Russian hackers accused of targeting US, UK intelligence in coordinated cyber campaign

The U.S. Justice Department has leveled accusations against Russian hackers for orchestrating a sophisticated spear phishing campaign against the U.S. intelligence community. The cyber operation, spanning from October 2016 to October 2022, allegedly involved the targeting of current and former U.S. intelligence employees, defense contractors, and Energy Department facilities.

The accused individuals, Ruslan Aleksandrovich Peretyatko, identified as an officer in Russia’s Federal Security Service (FSB), and Andrey Stanislavovich Korinets, associated with the Callisto Group, are alleged to have utilized deceptive email accounts to trick victims into revealing their login credentials. Both perpetrators are facing charges of conspiracy to commit computer fraud and abuse.

The Justice Department asserts that the Callisto Group’s activities extended beyond the United States, targeting think tank researchers and journalists in the United Kingdom and other Western nations. Assistant Attorney General Matthew Olsen explicitly blamed the Russian government, stating that Russia’s cyber espionage campaigns aim to influence democratic processes in an unacceptable manner.
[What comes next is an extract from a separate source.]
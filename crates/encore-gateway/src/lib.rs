pub mod connection;
pub mod dispatcher;
pub mod registry;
Peretyatko, affiliated with FSB 18—a unit meant to function as a counterpart to the FBI’s cybersecurity arm—deviated from its defensive role, raising concerns. The collaboration between FSB 18 and cybercriminals, coupled with the weaponization of information, distinguishes this operation. U.S. officials highlight ongoing surveillance of FSB 18’s activities, particularly in light of the approaching 2024 U.S. presidential election.

Simultaneously, the U.K. has reported detecting malicious cyber activity attempting to interfere in its political landscape. The National Cyber Security Centre (NCSC) attributes this to a broader pattern of cyber activity by Russian Intelligence Services. The group responsible, named “Star Blizzard,” is believed to be linked to the FSB, selectively leaking information to undermine trust in politics in the U.K. and allied states.

The NCSC, a part of the U.K.’s intelligence and security agency, GCHQ, noted the group’s spear phishing of lawmakers, compromising and leaking trade documents in the lead-up to the 2019 U.K. election, and targeting journalists and civil society organizations since 2015. The UK has responded by sanctioning two individuals and summoning Russia’s ambassador in condemnation of the unacceptable use of cyber operations for political interference.